Trois jours après, le missionnaire arrivait au centre de la colonie, accompagné de ses deux protégés. Une douce surprise était réservée aux deux enfants. Jean Rollais n’était pas mort. Abattu par la hache de l’ennemi, laissé pour mort, il avait repris connaissance quelques heures après la mêlée et gravement blessé, il avait péniblement regagné Montréal. Mais le brave colon n’était plus qu’une ombre de lui-même. Les chagrins et les douleurs avaient courbé ses épaules et tracé sur son noble front des rides profondes. En deux mois, il avait vieilli de dix ans.
Lorsqu’il revit, épuisés par les souffrances de toutes sortes, les deux êtres qu’il aimait tant et dont il pleurait la mort, il crût à un rêve, et craignait à chaque instant de se réveiller à la triste réalité.
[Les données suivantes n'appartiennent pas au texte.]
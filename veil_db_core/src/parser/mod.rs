pub mod command;
pub mod parser;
Les deux enfants, qui se considéraient orphelins et seuls ici-bas se jetèrent dans ses bras et pleuraient de bonheur. Jean Rollais était fier de son enfant. Le sang des anciens chevaliers n’était pas dégénéré. La valeur française allait enfanter des héros sur la terre nouvelle. Bon sang ne saurait mentir !
Une scène émouvante, ce fut celle qui les réunit le lendemain auprès de l’autel du Dieu très haut. Jean Rollais avait voulu que la messe fut dite pour le repos de l’âme de sa sœur dévouée. Tous les trois reçurent le Pain des forts.
Devant le ciboire ouvert, le missionnaire ne put retenir son émotion. Deux larmes coulèrent sur ses joues amaigries, et tombèrent sur le corporal, pendant qu’il murmurait, les yeux fixés sur les saintes espèces blanches dans le ciboire d’or.
Mais alors, les pères étaient des saints et les enfants des héros.